*Activity*
Every line containing "models" should be copied out. Go through the entries and find them.

*Collected data entries*
____________

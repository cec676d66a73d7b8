// Guidance synthesis: one generation call, strict parse-or-fail, no fallback.
// Job data in the result always comes from the matcher, never from the model.

pub mod prompts;
pub mod synthesizer;

pub use synthesizer::{synthesize_guidance, GuidanceError};
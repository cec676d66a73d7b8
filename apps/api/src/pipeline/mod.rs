//! Pipeline Orchestrator — runs one career request end to end.
//!
//! Flow: stage upload to temp file → extract text → synthesize profile →
//!       match jobs → synthesize guidance.
//!
//! The staged temp file is released on every exit path: explicitly once the
//! stages finish, or by its drop guard if the request future is cancelled.

pub mod handlers;

use std::io::Write;
use std::path::Path;

use anyhow::Context;
use tempfile::NamedTempFile;
use thiserror::Error;
use tracing::{info, warn};

use crate::guidance::{synthesize_guidance, GuidanceError};
use crate::jobs::matcher::match_jobs;
use crate::models::guidance::GuidanceResult;
use crate::models::profile::{CandidateProfile, ResumeDocument};
use crate::resume::extractor::{check_media_type, ExtractError};
use crate::resume::skills::{synthesize_profile, ProfileSource};
use crate::state::AppState;

#[derive(Debug, Error)]
pub enum PipelineError {
    #[error(transparent)]
    Extract(#[from] ExtractError),

    #[error(transparent)]
    Guidance(#[from] GuidanceError),

    #[error(transparent)]
    Internal(#[from] anyhow::Error),
}

/// Everything one successful run produces.
#[derive(Debug, Clone)]
pub struct PipelineOutput {
    pub result: GuidanceResult,
    pub profile: CandidateProfile,
    /// `Fallback` marks a partial success of the profile stage.
    pub profile_source: ProfileSource,
}

pub async fn run_pipeline(
    state: &AppState,
    document: ResumeDocument,
    query: &str,
) -> Result<PipelineOutput, PipelineError> {
    check_media_type(document.media_type.as_deref())?;

    let staged = stage_document(&state.config.upload_dir, &document).await?;
    info!(
        "Staged {} ({} bytes) at {}",
        document.file_name.as_deref().unwrap_or("upload"),
        document.bytes.len(),
        staged.path().display()
    );

    let outcome = run_stages(state, staged.path(), query).await;

    let path = staged.path().to_path_buf();
    match staged.close() {
        Ok(()) => info!("Cleaned up temporary file: {}", path.display()),
        Err(e) => warn!("Failed to delete temporary file {}: {e}", path.display()),
    }

    outcome
}

async fn run_stages(
    state: &AppState,
    path: &Path,
    query: &str,
) -> Result<PipelineOutput, PipelineError> {
    let text = state.extractor.extract(path).await?;
    info!("Extracted {} characters of resume text", text.as_str().len());

    let profile_outcome = synthesize_profile(&text, state.llm.as_ref()).await;
    let profile = profile_outcome.profile;

    let limits = state.config.limits;
    let matches = match_jobs(&profile, state.catalog.postings(), limits.max_matched_jobs);
    info!(
        "Matched {} of {} catalog postings",
        matches.len(),
        state.catalog.len()
    );

    let result =
        synthesize_guidance(&profile, query, &matches, state.llm.as_ref(), &limits).await?;

    Ok(PipelineOutput {
        result,
        profile,
        profile_source: profile_outcome.source,
    })
}

/// Writes the upload to a fresh temp file inside `dir`. The returned guard
/// deletes the file when closed or dropped.
async fn stage_document(dir: &Path, document: &ResumeDocument) -> anyhow::Result<NamedTempFile> {
    let dir = dir.to_path_buf();
    let bytes = document.bytes.clone();

    tokio::task::spawn_blocking(move || {
        let mut file = tempfile::Builder::new()
            .prefix("resume-")
            .suffix(".pdf")
            .tempfile_in(&dir)
            .with_context(|| format!("Failed to create temp file in {}", dir.display()))?;
        file.write_all(&bytes)
            .context("Failed to write uploaded document")?;
        file.flush().context("Failed to flush uploaded document")?;
        Ok::<_, anyhow::Error>(file)
    })
    .await
    .context("Temp file staging task failed")?
}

____________

*Final answer*
use crate::models::guidance::GuidanceResult;
use crate::models::profile::{CandidateProfile, ResumeDocument};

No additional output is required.